> Data to use
•••••

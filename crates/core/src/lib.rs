pub mod cache;
pub mod checkpoint;
pub mod dedup;
pub mod embeddings;
pub mod error;
pub mod extraction;
pub mod intent;
pub mod models;
pub mod orchestrator;
pub mod rerank;
pub mod stores;
pub mod takeoff;
pub mod text;
pub mod traits;
pub mod verification;

pub use cache::{CacheStats, VerificationCache, DEFAULT_VERIFICATION_TTL};
pub use checkpoint::{run_batch, BatchCheckpoint, BatchOptions, BatchReport, DEFAULT_BATCH_DELAY};
pub use dedup::{deduplicate, deduplicate_with_threshold, DEFAULT_MIN_SCORE};
pub use embeddings::{
    embed_query_with_fallback, CharacterNgramEmbedder, HttpEmbedder, DEFAULT_EMBEDDING_DIMENSIONS,
};
pub use error::SearchError;
pub use extraction::{RegexCrossReferenceDetector, RegexDimensionExtractor};
pub use intent::{boost_factors, detect_intent, expand_query, BoostTable, Intent};
pub use models::{
    CalculatedArea, CrossReference, Dimension, DrawingMetadata, IndexCandidate, MaterialTakeoff,
    QueryFilters, ReferenceKind, RerankDocument, RerankedItem, SearchQuery, SearchResponse,
    SearchResult, SearchSettings, DEFAULT_TOP_K,
};
pub use orchestrator::SearchCoordinator;
pub use rerank::HttpReranker;
pub use stores::{QdrantDistance, QdrantStore};
pub use takeoff::synthesize;
pub use traits::{
    CrossReferenceDetector, DimensionExtractor, EmbeddingProvider, Reranker, VectorIndex,
};
pub use verification::{CachedVerifier, VerificationOutcome, Verifier};
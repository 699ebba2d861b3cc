use crate::{
    CalculatedArea, CrossReference, Dimension, IndexCandidate, QueryFilters, RerankDocument,
    RerankedItem, SearchError,
};
use async_trait::async_trait;

#[async_trait]
pub trait EmbeddingProvider {
    async fn embed_query(&self, text: &str) -> Result<Vec<f32>, SearchError>;

    async fn embed_text(&self, texts: &[String]) -> Result<Vec<Vec<f32>>, SearchError> {
        let mut vectors = Vec::with_capacity(texts.len());
        for text in texts {
            vectors.push(self.embed_query(text).await?);
        }
        Ok(vectors)
    }
}

#[async_trait]
pub trait VectorIndex {
    async fn query(
        &self,
        vector: &[f32],
        filters: &QueryFilters,
        limit: usize,
    ) -> Result<Vec<IndexCandidate>, SearchError>;
}

#[async_trait]
pub trait Reranker {
    async fn rerank(
        &self,
        query: &str,
        documents: &[RerankDocument],
        top_n: usize,
    ) -> Result<Vec<RerankedItem>, SearchError>;
}

pub trait DimensionExtractor {
    fn extract_dimensions(&self, text: &str) -> Vec<Dimension>;

    fn calculate_areas(&self, text: &str) -> Vec<CalculatedArea>;
}

pub trait CrossReferenceDetector {
    fn detect(&self, text: &str) -> Vec<CrossReference>;
}
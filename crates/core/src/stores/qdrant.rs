use crate::traits::VectorIndex;
use crate::{DrawingMetadata, IndexCandidate, QueryFilters, SearchError};
use async_trait::async_trait;
use reqwest::Client;
use serde_json::{json, Value};
use std::fmt;
use std::str::FromStr;
use tracing::debug;

/// Distance metric the collection was created with. Qdrant reports a
/// similarity (higher is better) for cosine and dot collections and a raw
/// distance (lower is better) for euclid and manhattan ones.
#[derive(Debug, Clone, Copy, PartialEq, Eq, Default)]
pub enum QdrantDistance {
    #[default]
    Cosine,
    Dot,
    Euclid,
    Manhattan,
}

impl QdrantDistance {
    pub fn as_str(&self) -> &'static str {
        match self {
            QdrantDistance::Cosine => "cosine",
            QdrantDistance::Dot => "dot",
            QdrantDistance::Euclid => "euclid",
            QdrantDistance::Manhattan => "manhattan",
        }
    }

    /// Maps a Qdrant hit score onto a distance where lower is better.
    pub fn to_distance(&self, score: f64) -> f64 {
        match self {
            QdrantDistance::Cosine | QdrantDistance::Dot => 1.0 - score,
            QdrantDistance::Euclid | QdrantDistance::Manhattan => score,
        }
    }
}

impl fmt::Display for QdrantDistance {
    fn fmt(&self, f: &mut fmt::Formatter<'_>) -> fmt::Result {
        f.write_str(self.as_str())
    }
}

impl FromStr for QdrantDistance {
    type Err = SearchError;

    fn from_str(value: &str) -> Result<Self, Self::Err> {
        match value.trim().to_lowercase().as_str() {
            "cosine" => Ok(QdrantDistance::Cosine),
            "dot" => Ok(QdrantDistance::Dot),
            "euclid" | "euclidean" => Ok(QdrantDistance::Euclid),
            "manhattan" => Ok(QdrantDistance::Manhattan),
            other => Err(SearchError::Request(format!(
                "unknown qdrant distance `{other}`"
            ))),
        }
    }
}

pub struct QdrantStore {
    endpoint: String,
    collection: String,
    client: Client,
    vector_size: usize,
    distance: QdrantDistance,
}

impl QdrantStore {
    /// Assumes a cosine collection; use [`QdrantStore::with_distance`] for
    /// any other metric.
    pub fn new(endpoint: impl Into<String>, collection: impl Into<String>, vector_size: usize) -> Self {
        Self {
            endpoint: endpoint.into().trim_end_matches('/').to_string(),
            collection: collection.into(),
            client: Client::new(),
            vector_size,
            distance: QdrantDistance::default(),
        }
    }

    pub fn with_distance(mut self, distance: QdrantDistance) -> Self {
        self.distance = distance;
        self
    }

    fn search_url(&self) -> Result<url::Url, SearchError> {
        let base = url::Url::parse(&format!("{}/", self.endpoint))?;
        Ok(base.join(&format!("collections/{}/points/search", self.collection))?)
    }
}

pub(crate) fn filter_body(filters: &QueryFilters) -> Option<Value> {
    if filters.is_empty() {
        return None;
    }
    let must = filters
        .equality_pairs()
        .into_iter()
        .map(|(field, value)| json!({ "key": field, "match": { "value": value } }))
        .collect::<Vec<_>>();
    Some(json!({ "must": must }))
}

/// Converts a Qdrant search response into candidates, turning each hit score
/// into a lower-is-better distance for `metric`.
pub(crate) fn candidates_from_response(
    parsed: &Value,
    metric: QdrantDistance,
) -> Vec<IndexCandidate> {
    let hits = parsed
        .pointer("/result")
        .and_then(Value::as_array)
        .cloned()
        .unwrap_or_default();

    let payload_str = |hit: &Value, field: &str| {
        hit.pointer(&format!("/payload/{field}"))
            .and_then(Value::as_str)
            .unwrap_or_default()
            .to_string()
    };

    hits.iter()
        .map(|hit| {
            let id = match hit.pointer("/id") {
                Some(Value::Number(number)) => number.to_string(),
                Some(Value::String(text)) => text.clone(),
                _ => String::new(),
            };
            let score = hit.pointer("/score").and_then(Value::as_f64).unwrap_or(0.0);

            IndexCandidate {
                id,
                text: payload_str(hit, "text"),
                metadata: DrawingMetadata {
                    project: payload_str(hit, "project"),
                    discipline: payload_str(hit, "discipline"),
                    drawing_type: payload_str(hit, "drawing_type"),
                    drawing_number: payload_str(hit, "drawing_number"),
                },
                distance: metric.to_distance(score),
            }
        })
        .collect()
}

#[async_trait]
impl VectorIndex for QdrantStore {
    async fn query(
        &self,
        vector: &[f32],
        filters: &QueryFilters,
        limit: usize,
    ) -> Result<Vec<IndexCandidate>, SearchError> {
        if vector.len() != self.vector_size {
            return Err(SearchError::Request(format!(
                "query vector dim {} is not {}",
                vector.len(),
                self.vector_size
            )));
        }

        let mut body = json!({
            "vector": vector,
            "limit": limit,
            "with_payload": true,
        });
        if let Some(filter) = filter_body(filters) {
            body["filter"] = filter;
        }

        let response = self.client.post(self.search_url()?).json(&body).send().await?;

        if !response.status().is_success() {
            return Err(SearchError::BackendResponse {
                backend: "qdrant".to_string(),
                details: response.status().to_string(),
            });
        }

        let parsed: Value = response.json().await?;
        let candidates = candidates_from_response(&parsed, self.distance);
        debug!(limit, returned = candidates.len(), distance = %self.distance, "qdrant search");
        Ok(candidates)
    }
}

#[cfg(test)]
mod tests {
    use super::*;

    #[test]
    fn only_present_filters_are_pushed_down() {
        assert_eq!(filter_body(&QueryFilters::default()), None);

        let filters = QueryFilters {
            discipline: Some("Structural".to_string()),
            drawing_type: None,
            project: Some("tower".to_string()),
        };
        assert_eq!(
            filter_body(&filters),
            Some(json!({
                "must": [
                    { "key": "discipline", "match": { "value": "Structural" } },
                    { "key": "project", "match": { "value": "tower" } },
                ]
            }))
        );
    }

    #[test]
    fn response_rows_become_candidates() {
        let response = json!({
            "result": [
                {
                    "id": 42,
                    "score": 0.75,
                    "payload": {
                        "text": "W18x106 (QTY:2)",
                        "project": "tower",
                        "discipline": "Structural",
                        "drawing_type": "Plan",
                        "drawing_number": "S2.1"
                    }
                },
                { "id": "c0ffee", "score": 0.5, "payload": {} }
            ]
        });

        let candidates = candidates_from_response(&response, QdrantDistance::Cosine);
        assert_eq!(candidates.len(), 2);
        assert_eq!(candidates[0].id, "42");
        assert_eq!(candidates[0].metadata.drawing_number, "S2.1");
        assert!((candidates[0].distance - 0.25).abs() < 1e-9);
        assert_eq!(candidates[1].id, "c0ffee");
        assert_eq!(candidates[1].text, "");
    }

    #[test]
    fn malformed_response_yields_no_candidates() {
        assert!(candidates_from_response(&json!({ "status": "error" }), QdrantDistance::Cosine).is_empty());
    }

    #[test]
    fn euclid_scores_are_already_distances() {
        let response = json!({
            "result": [
                { "id": 1, "score": 0.2, "payload": {} },
                { "id": 2, "score": 1.4, "payload": {} }
            ]
        });

        let candidates = candidates_from_response(&response, QdrantDistance::Euclid);
        assert!((candidates[0].distance - 0.2).abs() < 1e-9);
        assert!(candidates[0].distance < candidates[1].distance);

        let cosine = candidates_from_response(&response, QdrantDistance::Cosine);
        assert!((cosine[0].distance - 0.8).abs() < 1e-9);
    }

    #[test]
    fn distance_names_parse_leniently() {
        assert_eq!("Euclid".parse::<QdrantDistance>().ok(), Some(QdrantDistance::Euclid));
        assert_eq!(" dot ".parse::<QdrantDistance>().ok(), Some(QdrantDistance::Dot));
        assert!("hamming".parse::<QdrantDistance>().is_err());
    }

    #[tokio::test]
    async fn mismatched_query_vector_is_rejected_before_any_request() {
        let store = QdrantStore::new("http://127.0.0.1:9", "drawings", 4);
        let result = store.query(&[0.0; 3], &QueryFilters::default(), 10).await;
        assert!(matches!(result, Err(SearchError::Request(_))));
    }

    #[test]
    fn search_url_is_built_from_endpoint() {
        let store = QdrantStore::new("http://localhost:6333/", "drawings", 128);
        let url = store.search_url().expect("valid url");
        assert_eq!(
            url.as_str(),
            "http://localhost:6333/collections/drawings/points/search"
        );
    }
}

•••••

> Work required
Bring together all lines in the records where the word "None" is found.

> Solution to this exercise
        return None;
        assert_eq!(filter_body(&QueryFilters::default()), None);
            drawing_type: None,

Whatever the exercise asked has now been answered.